History

United States
- Name: Samuel Chase
- Namesake: Samuel Chase
- Owner: War Shipping Administration (WSA)
- Operator: American-Hawaiian Steamship Co.
- Ordered: as type (EC2-S-C1) hull, MCE hull 23
- Awarded: 14 March 1941
- Builder: Bethlehem-Fairfield Shipyard, Baltimore, Maryland
- Cost: $1,236,111
- Yard number: 2010
- Way number: 10
- Laid down: 12 September 1941
- Launched: 22 February 1942
- Sponsored by: Mrs.

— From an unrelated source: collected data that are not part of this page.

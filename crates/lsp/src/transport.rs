//! Per-language transport over the shared core connection.

use std::sync::Arc;

use tokio::sync::{Mutex, mpsc};

use crate::protocol::{CoreConnection, CoreMessage};
use crate::{JsonValue, Result};

/// The channel an analysis session talks through.
///
/// Outbound payloads are wrapped in [`CoreMessage::LanguageSessionPayload`]
/// envelopes stamped with the owning state identifier; inbound payloads
/// arrive on the subscription taken from the connection at construction
/// time. A transport is exclusively owned by its [`AnalysisSession`].
///
/// [`AnalysisSession`]: crate::AnalysisSession
pub struct CoreTransport {
	/// Transport-level language identity this channel is bound to.
	language_id: String,
	/// The shared connection to the core.
	connection: Arc<dyn CoreConnection>,
	/// Inbound payload subscription for `language_id`.
	inbound: Mutex<mpsc::UnboundedReceiver<JsonValue>>,
}

impl std::fmt::Debug for CoreTransport {
	fn fmt(&self, f: &mut std::fmt::Formatter<'_>) -> std::fmt::Result {
		f.debug_struct("CoreTransport")
			.field("language_id", &self.language_id)
			.finish_non_exhaustive()
	}
}

impl CoreTransport {
	/// Binds a transport to a language identity on the given connection.
	pub(crate) fn new(language_id: impl Into<String>, connection: Arc<dyn CoreConnection>) -> Self {
		let language_id = language_id.into();
		let inbound = connection.subscribe(&language_id);
		Self {
			language_id,
			connection,
			inbound: Mutex::new(inbound),
		}
	}

	/// The language identity this transport is bound to.
	pub fn language_id(&self) -> &str {
		&self.language_id
	}

	/// Sends an analysis-protocol payload to the core.
	pub fn send(&self, payload: JsonValue) -> Result<()> {
		self.connection.emit(CoreMessage::LanguageSessionPayload {
			state_id: self.connection.state_id(),
			language_id: self.language_id.clone(),
			payload,
		})
	}

	/// Receives the next inbound payload.
	///
	/// Returns `None` once the connection drops the subscription.
	pub async fn recv(&self) -> Option<JsonValue> {
		self.inbound.lock().await.recv().await
	}
}
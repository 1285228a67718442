//! End-to-end shell flows: workspace, sessions, save confirmation, and
//! analysis registry wiring, with every external collaborator mocked.

use std::io;
use std::path::{Path, PathBuf};
use std::sync::Arc;

use parking_lot::Mutex;
use scribe_lsp::{CoreConnection, CoreMessage, JsonValue, Registry};
use scribe_shell::{
	DocumentWriter, EditEvent, EditingHandle, EditorWidget, FileFormat, LoadOutcome, SaveChoice,
	SaveDisposition, SaveOptions, ShellError, Workspace,
};
use tokio::sync::mpsc;

fn init_tracing() {
	let _ = tracing_subscriber::fmt().with_test_writer().try_init();
}

#[derive(Default)]
struct MockConnection {
	emitted: Mutex<Vec<CoreMessage>>,
}

impl MockConnection {
	fn initializations(&self) -> usize {
		self.emitted
			.lock()
			.iter()
			.filter(|message| matches!(message, CoreMessage::InitializeLanguageSession { .. }))
			.count()
	}
}

impl CoreConnection for MockConnection {
	fn state_id(&self) -> u8 {
		0
	}

	fn emit(&self, message: CoreMessage) -> scribe_lsp::Result<()> {
		self.emitted.lock().push(message);
		Ok(())
	}

	fn subscribe(&self, _language_id: &str) -> mpsc::UnboundedReceiver<JsonValue> {
		let (_tx, rx) = mpsc::unbounded_channel();
		rx
	}
}

/// Editing surface shared between the test and the handles it hands out.
#[derive(Default)]
struct SurfaceState {
	texts: Vec<Arc<Mutex<String>>>,
}

#[derive(Clone, Default)]
struct FakeSurface(Arc<Mutex<SurfaceState>>);

impl FakeSurface {
	fn handles_created(&self) -> usize {
		self.0.lock().texts.len()
	}

	/// Replaces the content of the `index`-th created handle.
	fn rewrite(&self, index: usize, text: &str) {
		*self.0.lock().texts[index].lock() = text.to_string();
	}
}

impl EditorWidget for FakeSurface {
	fn create_handle(&self, initial_text: &str) -> Box<dyn EditingHandle> {
		let text = Arc::new(Mutex::new(initial_text.to_string()));
		self.0.lock().texts.push(text.clone());
		Box::new(FakeHandle(text))
	}
}

struct FakeHandle(Arc<Mutex<String>>);

impl EditingHandle for FakeHandle {
	fn snapshot_lines(&self) -> Vec<String> {
		self.0.lock().split('\n').map(str::to_string).collect()
	}

	fn current_text(&self) -> Option<String> {
		Some(self.0.lock().clone())
	}

	fn undo(&mut self) -> bool {
		false
	}

	fn redo(&mut self) -> bool {
		false
	}

	fn destroy(&mut self) {}
}

#[derive(Default)]
struct RecordingWriter {
	writes: Mutex<Vec<(PathBuf, String)>>,
}

#[async_trait::async_trait]
impl DocumentWriter for RecordingWriter {
	async fn write(&self, path: &Path, content: &str, _filesystem: &str) -> io::Result<()> {
		self.writes.lock().push((path.to_path_buf(), content.to_string()));
		Ok(())
	}
}

struct Harness {
	workspace: Workspace,
	connection: Arc<MockConnection>,
	surface: FakeSurface,
	writer: Arc<RecordingWriter>,
}

fn harness() -> Harness {
	init_tracing();
	let connection = Arc::new(MockConnection::default());
	let registry = Arc::new(Registry::new(connection.clone()));
	let surface = FakeSurface::default();
	let writer = Arc::new(RecordingWriter::default());
	let workspace = Workspace::new(registry, Arc::new(surface.clone()), writer.clone());
	Harness {
		workspace,
		connection,
		surface,
		writer,
	}
}

#[tokio::test]
async fn open_edit_confirm_and_close_flow() {
	let mut h = harness();

	let id = h
		.workspace
		.open_document(
			PathBuf::from("/tmp/scribe-flow-tests/project/main.rs"),
			FileFormat::Text("Rust".to_string()),
		)
		.unwrap();
	assert!(h.workspace.session(id).unwrap().is_loading());

	assert_eq!(
		h.workspace.resolve_load(id, Some("fn main() {}\n".to_string())),
		LoadOutcome::Ready
	);
	let session = h.workspace.session(id).unwrap();
	assert!(session.is_ready());
	assert!(!session.edited());
	assert!(session.analysis().is_some());

	h.surface.rewrite(0, "fn main() { todo!() }\n");
	h.workspace.handle_edit(
		id,
		EditEvent {
			document_changed: true,
		},
	);
	assert!(h.workspace.session(id).unwrap().edited());

	let request = h
		.workspace
		.save(
			id,
			SaveOptions {
				force: false,
				close_requested: true,
			},
		)
		.await
		.unwrap()
		.expect("dirty session needs confirmation");
	assert_eq!(request.actions.len(), 3);

	let disposition = h.workspace.confirm_save(id, SaveChoice::Save).await.unwrap();
	assert_eq!(disposition, SaveDisposition::Saved);
	assert!(!h.workspace.session(id).unwrap().edited());
	assert_eq!(h.writer.writes.lock().len(), 1);

	h.workspace.close_session(id);
	assert!(h.workspace.is_empty());
}

#[tokio::test]
async fn analysis_sessions_dedup_by_root_and_language() {
	let mut h = harness();

	let first = h
		.workspace
		.open_document(
			PathBuf::from("/tmp/scribe-flow-tests/project/main.rs"),
			FileFormat::Text("Rust".to_string()),
		)
		.unwrap();
	let second = h
		.workspace
		.open_document(
			PathBuf::from("/tmp/scribe-flow-tests/project/lib.rs"),
			FileFormat::Text("Rust".to_string()),
		)
		.unwrap();
	h.workspace.resolve_load(first, Some(String::new()));
	h.workspace.resolve_load(second, Some(String::new()));

	// Same (root, language): one handshake, one shared analysis session.
	assert_eq!(h.connection.initializations(), 1);
	assert_eq!(h.workspace.registry().active_count(), 1);
	let a = h.workspace.session(first).unwrap().analysis().unwrap().clone();
	let b = h.workspace.session(second).unwrap().analysis().unwrap().clone();
	assert!(Arc::ptr_eq(&a, &b));

	let script = h
		.workspace
		.open_document(
			PathBuf::from("/tmp/scribe-flow-tests/project/app.ts"),
			FileFormat::Text("TypeScript".to_string()),
		)
		.unwrap();
	h.workspace.resolve_load(script, Some(String::new()));
	assert_eq!(h.connection.initializations(), 2);

	// Unsupported language tags skip the registry entirely.
	let notes = h
		.workspace
		.open_document(
			PathBuf::from("/tmp/scribe-flow-tests/project/notes.txt"),
			FileFormat::Text("Plain Text".to_string()),
		)
		.unwrap();
	h.workspace.resolve_load(notes, Some(String::new()));
	assert!(h.workspace.session(notes).unwrap().analysis().is_none());
	assert_eq!(h.connection.initializations(), 2);

	// Binary documents never become sessions at all.
	let result = h.workspace.open_document(
		PathBuf::from("/tmp/scribe-flow-tests/project/logo.png"),
		FileFormat::Binary,
	);
	assert!(matches!(result, Err(ShellError::IncompatibleFormat(_))));
}

#[tokio::test]
async fn close_cancels_pending_load() {
	let mut h = harness();

	let id = h
		.workspace
		.open_document(
			PathBuf::from("/tmp/scribe-flow-tests/project/main.rs"),
			FileFormat::Text("Rust".to_string()),
		)
		.unwrap();
	h.workspace.close_session(id);

	assert_eq!(
		h.workspace.resolve_load(id, Some("late".to_string())),
		LoadOutcome::Discarded
	);
	assert_eq!(h.surface.handles_created(), 0);
	assert_eq!(h.connection.initializations(), 0);
}

#[tokio::test]
async fn failed_load_removes_session() {
	let mut h = harness();

	let id = h
		.workspace
		.open_document(
			PathBuf::from("/tmp/scribe-flow-tests/project/main.rs"),
			FileFormat::Text("Rust".to_string()),
		)
		.unwrap();

	assert_eq!(h.workspace.resolve_load(id, None), LoadOutcome::SelfClosed);
	assert!(h.workspace.session(id).is_none());
	assert_eq!(h.surface.handles_created(), 0);
}

#[tokio::test]
async fn discard_runs_the_close_continuation() {
	let mut h = harness();

	let id = h
		.workspace
		.open_document(
			PathBuf::from("/tmp/scribe-flow-tests/project/main.rs"),
			FileFormat::Text("Rust".to_string()),
		)
		.unwrap();
	h.workspace.resolve_load(id, Some("original\n".to_string()));
	h.surface.rewrite(0, "changed\n");
	h.workspace.handle_edit(
		id,
		EditEvent {
			document_changed: true,
		},
	);

	let disposition = h
		.workspace
		.confirm_save(id, SaveChoice::Discard)
		.await
		.unwrap();

	assert_eq!(disposition, SaveDisposition::CloseRequested);
	assert!(h.workspace.session(id).is_none());
	assert!(h.writer.writes.lock().is_empty());

	let descriptors = h.workspace.descriptors();
	assert!(descriptors.is_empty());
}
//! Client-side plumbing for language-analysis sessions.
//!
//! The editor core hosts the actual language servers; this crate manages the
//! client's view of them. A [`Registry`] deduplicates analysis sessions by
//! `(workspace root, language identity)` and performs the one-time handshake
//! that brings a new session online: an initialization notification to the
//! core, a [`CoreTransport`] bound to the language, and an
//! [`AnalysisSession`] owning that transport.
//!
//! Nothing here blocks on the core: the handshake notification is
//! fire-and-forget, and replies arrive through the session's transport
//! subscription.

use std::path::{Path, PathBuf};

/// Re-export of the JSON value type used for analysis-protocol payloads.
pub use serde_json::Value as JsonValue;

pub mod protocol;
pub mod registry;
pub mod session;
pub mod transport;

pub use protocol::{CoreConnection, CoreMessage};
pub use registry::Registry;
pub use session::{AnalysisSession, SessionKey};
pub use transport::CoreTransport;

/// A convenient type alias for `Result` with `E` = [`enum@Error`].
pub type Result<T, E = Error> = std::result::Result<T, E>;

/// Possible errors.
#[derive(Debug, thiserror::Error)]
#[non_exhaustive]
pub enum Error {
	/// The core connection is closed; nothing can be emitted on it.
	#[error("core connection closed")]
	ConnectionClosed,
	/// A payload could not be decoded.
	#[error("deserialization failed: {0}")]
	Deserialize(#[from] serde_json::Error),
	/// The peer violated the analysis-session protocol.
	#[error("protocol error: {0}")]
	Protocol(String),
	/// A workspace root that cannot be expressed as a file URI.
	#[error("path has no URI form: {0}")]
	InvalidPath(String),
}

/// Converts a filesystem path to an LSP URI.
///
/// Returns `None` for paths that are not absolute or cannot be encoded.
pub fn uri_for_path(path: &Path) -> Option<lsp_types::Uri> {
	use std::str::FromStr;

	let url = url::Url::from_file_path(path).ok()?;
	lsp_types::Uri::from_str(url.as_str()).ok()
}

/// Converts an LSP URI to a filesystem path.
///
/// Returns `None` if the URI is not a `file://` scheme or cannot be parsed.
pub fn path_from_uri(uri: &lsp_types::Uri) -> Option<PathBuf> {
	use std::str::FromStr;

	let url = url::Url::from_str(uri.as_str()).ok()?;
	url.to_file_path().ok()
}
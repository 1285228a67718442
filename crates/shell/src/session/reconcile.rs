//! Dirty-state reconciliation.
//!
//! Two update paths converge on the session's `edited` flag:
//!
//! - the direct-edit path marks the session edited on any content-changing
//!   event, without looking at content - cheap and optimistic;
//! - the undo/redo path performs the primitive history transformation and
//!   then recomputes the current snapshot against the last saved one, so an
//!   undo that restores the saved content clears dirtiness, which the
//!   direct-edit path alone cannot express.

use super::{DocumentSession, EditEvent, EditingHandle, SessionState};
use crate::snapshot::Snapshot;

/// What a shell key command tells the editing surface about its default
/// binding.
#[derive(Debug, Clone, Copy, PartialEq, Eq)]
pub enum KeyDisposition {
	/// The shell handled the key; the surface's default binding (and its
	/// dirty-marking) must not run.
	SuppressDefault,
	/// The surface should run its default binding.
	RunDefault,
}

impl DocumentSession {
	/// Applies an edit-event notification from the editing surface.
	///
	/// Any content-changing edit marks the session edited unconditionally;
	/// content equality is only re-examined by [`undo`] and [`redo`].
	/// Events are applied in emission order; sessions outside `Ready`
	/// ignore them.
	///
	/// [`undo`]: DocumentSession::undo
	/// [`redo`]: DocumentSession::redo
	pub fn handle_edit(&mut self, event: EditEvent) {
		if !matches!(self.state, SessionState::Ready { .. }) {
			return;
		}
		if event.document_changed {
			self.edited = true;
		}
	}

	/// Undoes the last edit, then reconciles `edited` against the last
	/// saved snapshot.
	pub fn undo(&mut self) -> KeyDisposition {
		self.history_command(|handle| handle.undo())
	}

	/// Redoes the last undone edit, then reconciles `edited` against the
	/// last saved snapshot.
	pub fn redo(&mut self) -> KeyDisposition {
		self.history_command(|handle| handle.redo())
	}

	/// Perform-then-reconcile for the two history commands.
	///
	/// Always suppresses the surface's default binding, keeping this
	/// reconciliation the only dirtiness authority for undo and redo: the
	/// flag is recomputed from an element-wise comparison of the current
	/// line sequence against the last saved one.
	fn history_command(
		&mut self,
		op: impl FnOnce(&mut dyn EditingHandle) -> bool,
	) -> KeyDisposition {
		let SessionState::Ready { handle } = &mut self.state else {
			return KeyDisposition::SuppressDefault;
		};

		op(handle.as_mut());

		let current = Snapshot::from_lines(handle.snapshot_lines());
		self.edited = current != self.last_saved;
		KeyDisposition::SuppressDefault
	}
}
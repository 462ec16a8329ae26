//! Price history: the immutable (date, code) -> close lookup and its loader.

mod price_index;
mod price_loader;

pub use price_index::*;
pub use price_loader::*;
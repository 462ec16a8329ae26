/// Benchmarks reported next to the portfolio when none are configured
pub const DEFAULT_BENCHMARK_CODES: [&str; 2] = ["BOVA11", "IVVB11"];

/// Directory scanned for market data feeds
pub const DEFAULT_IMPORT_DIR: &str = "./import";

/// Trade ledger exported from the brokerage
pub const DEFAULT_LEDGER_PATH: &str = "./cei/data.csv";

/// Where the daily returns table is written
pub const DEFAULT_OUTPUT_PATH: &str = "./result/result.csv";

/// Date format used by the trade ledger and the report
pub const LEDGER_DATE_FORMAT: &str = "%d/%m/%y";

/// Decimal precision for report values
pub const DISPLAY_DECIMAL_PRECISION: u32 = 2;

/// Suffix marking forward-market contracts, e.g. `PETR4F`
pub const FORWARD_MARKET_SUFFIX: char = 'F';

/// Ledger side codes
pub const LEDGER_BUY_CODE: &str = "C";
pub const LEDGER_SELL_CODE: &str = "V";
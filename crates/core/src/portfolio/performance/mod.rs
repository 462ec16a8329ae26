pub mod performance_model;
pub mod return_calculator;

pub use performance_model::*;
pub use return_calculator::*;
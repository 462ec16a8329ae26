//! Error types for the market data crate.
//!
//! Every variant is fatal for a run: price ingestion happens before any
//! computation and nothing downstream can recover from a partial feed.

use thiserror::Error;

/// Errors that can occur while reading a price feed.
#[derive(Error, Debug)]
pub enum MarketDataError {
    /// The feed could not be read from storage.
    #[error("Failed to read price feed {path}: {message}")]
    Ingestion {
        /// Path of the feed that failed to load
        path: String,
        /// Underlying I/O failure
        message: String,
    },

    /// A quote line could not be converted into a price record.
    #[error("Malformed price in {feed} at line {line}: {message}")]
    MalformedPrice {
        /// Name of the feed the line came from
        feed: String,
        /// 1-based line number within the feed
        line: usize,
        /// What failed to convert
        message: String,
    },
}

impl MarketDataError {
    /// Returns the 1-based line number for line-level failures.
    ///
    /// # Examples
    ///
    /// ```
    /// use ledgerfolio_market_data::errors::MarketDataError;
    ///
    /// let error = MarketDataError::MalformedPrice {
    ///     feed: "COTAHIST_A2020.TXT".to_string(),
    ///     line: 42,
    ///     message: "invalid date".to_string(),
    /// };
    /// assert_eq!(error.line(), Some(42));
    /// ```
    pub fn line(&self) -> Option<usize> {
        match self {
            Self::MalformedPrice { line, .. } => Some(*line),
            Self::Ingestion { .. } => None,
        }
    }
}

/// Result alias for market data operations.
pub type Result<T> = std::result::Result<T, MarketDataError>;
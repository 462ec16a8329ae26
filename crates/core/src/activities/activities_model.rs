use std::collections::BTreeMap;
use std::fmt;

use chrono::NaiveDate;
use rust_decimal::Decimal;
use serde::{Deserialize, Serialize};

use crate::constants::{FORWARD_MARKET_SUFFIX, LEDGER_BUY_CODE, LEDGER_SELL_CODE};

/// Direction of a trade as recorded in the ledger.
///
/// Sides other than buy and sell are kept verbatim so replay can reject them
/// with the offending value.
#[derive(Debug, Clone, PartialEq, Eq, Serialize, Deserialize)]
#[serde(rename_all = "SCREAMING_SNAKE_CASE")]
pub enum TradeSide {
    Buy,
    Sell,
    Unknown(String),
}

impl From<&str> for TradeSide {
    fn from(s: &str) -> Self {
        match s {
            LEDGER_BUY_CODE => TradeSide::Buy,
            LEDGER_SELL_CODE => TradeSide::Sell,
            other => TradeSide::Unknown(other.to_string()),
        }
    }
}

impl fmt::Display for TradeSide {
    fn fmt(&self, f: &mut fmt::Formatter<'_>) -> fmt::Result {
        match self {
            TradeSide::Buy => write!(f, "BUY"),
            TradeSide::Sell => write!(f, "SELL"),
            TradeSide::Unknown(raw) => write!(f, "{}", raw),
        }
    }
}

/// A normalized trade from the ledger.
#[derive(Debug, Clone, PartialEq, Eq, Serialize, Deserialize)]
#[serde(rename_all = "camelCase")]
pub struct Trade {
    pub date: NaiveDate,
    pub side: TradeSide,
    /// Instrument code with the forward-market suffix already stripped.
    pub code: String,
    pub quantity: u64,
    pub unit_price: Decimal,
}

impl Trade {
    pub fn new(
        date: NaiveDate,
        side: TradeSide,
        code: impl Into<String>,
        quantity: u64,
        unit_price: Decimal,
    ) -> Self {
        Trade {
            date,
            side,
            code: code.into(),
            quantity,
            unit_price,
        }
    }

    /// Quantity times unit price, or `None` if the product does not fit in a
    /// `Decimal`.
    pub fn notional(&self) -> Option<Decimal> {
        Decimal::from(self.quantity).checked_mul(self.unit_price)
    }
}

/// Strips surrounding whitespace and a trailing forward-market suffix, so
/// `PETR4F` and `PETR4` price and hold as the same instrument.
pub fn normalize_code(raw: &str) -> String {
    let trimmed = raw.trim();
    match trimmed.strip_suffix(FORWARD_MARKET_SUFFIX) {
        Some(spot) if !spot.is_empty() => spot.to_string(),
        _ => trimmed.to_string(),
    }
}

/// Trades in the order they were read. Replay relies on this order for
/// same-day trades, so the ledger is never re-sorted.
#[derive(Debug, Clone, Default, PartialEq, Eq)]
pub struct TradeLedger {
    trades: Vec<Trade>,
}

impl TradeLedger {
    pub fn new(trades: Vec<Trade>) -> Self {
        TradeLedger { trades }
    }

    pub fn trades(&self) -> &[Trade] {
        &self.trades
    }

    pub fn len(&self) -> usize {
        self.trades.len()
    }

    pub fn is_empty(&self) -> bool {
        self.trades.is_empty()
    }

    /// Earliest trade date, or `None` for an empty ledger.
    pub fn start_date(&self) -> Option<NaiveDate> {
        self.trades.iter().map(|trade| trade.date).min()
    }

    /// Groups trades by date, keeping ledger order within each day.
    pub fn trades_by_date(&self) -> BTreeMap<NaiveDate, Vec<&Trade>> {
        let mut by_date: BTreeMap<NaiveDate, Vec<&Trade>> = BTreeMap::new();
        for trade in &self.trades {
            by_date.entry(trade.date).or_default().push(trade);
        }
        by_date
    }
}

impl FromIterator<Trade> for TradeLedger {
    fn from_iter<I: IntoIterator<Item = Trade>>(trades: I) -> Self {
        TradeLedger::new(trades.into_iter().collect())
    }
}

Lester E. Voss
- Completed: 11 April 1942
- Identification: Call sign: KBYU; ;
- Fate: Laid up in the National Defense Reserve Fleet, Wilmington, North Carolina, 14 June 1948; Sold for scrapping, 19 January 1967, withdrawn from fleet, 26 January 1967;

General characteristics
- Class & type: Liberty ship; type EC2-S-C1, standard;
- Tonnage: 10,865 LT DWT; 7,176 GRT;
- Displacement: 3,380 long tons (3,434 t) (light); 14,245 long tons (14,474 t) (max);
- Length: 441 feet 6 inches (135 m) oa; 416 feet (127 m) pp; 427 feet (130 m) lwl;
- Beam: 57 feet (17 m)
- Draft: 27 ft 9.25 in (8.4646 m)
- Installed power: 2 × Oil fired 450 °F (232 °C) boilers, operating at 220 psi (1,500 kPa); 2,500 hp (1,900 kW);
- Propulsion: 1 × triple-expansion steam engine, (manufactured by General Machinery Corp., Hamilton, Ohio); 1 × screw propeller;
- Speed: 11.5 knots (21.3 km/h; 13.2 mph)
- Capacity: 562,608 cubic feet (15,931 m^{3}) (grain); 499,573 cubic feet (14,146 m^{3}) (bale);
- Complement: 38–62 USMM; 21–40 USNAG;
- Armament: Varied by ship; Bow-mounted 3-inch (76 mm)/50-caliber gun; Stern-mounted 4-inch (102 mm)/50-caliber gun; 2–8 × single 20-millimeter (0.79 in) Oerlikon anti-aircraft (AA) cannons and/or,; 2–8 × 37-millimeter (1.46 in) M1 AA guns;

= SS Samuel Chase =

Liberty ship of WWII

SS Samuel Chase was a Liberty ship built in the United States during World War II. She was named after Founding Father Samuel Chase, an Associate Justice of the United States Supreme Court and a signatory to the United States Declaration of Independence as a representative of Maryland.

==Construction==
Samuel Chase was laid down on 12 September 1941, under a Maritime Commission (MARCOM) contract, MCE hull 23, by the Bethlehem-Fairfield Shipyard, Baltimore, Maryland; she was sponsored by Mrs. Lester E. Voss, the wife of the resident plant engineer at the Bethlehem-Fairfield Shipyard, and was launched on 22 February 1942.

==History==
She was allocated to American-Hawaiian Steamship Co., on 11 April 1942. On 14 June 1948, she was laid up in the National Defense Reserve Fleet, Wilmington, North Carolina. She was sold for scrapping on 19 January 1967, to Northern Metal Co., for $46,000. She was removed from the fleet, 26 January 1967.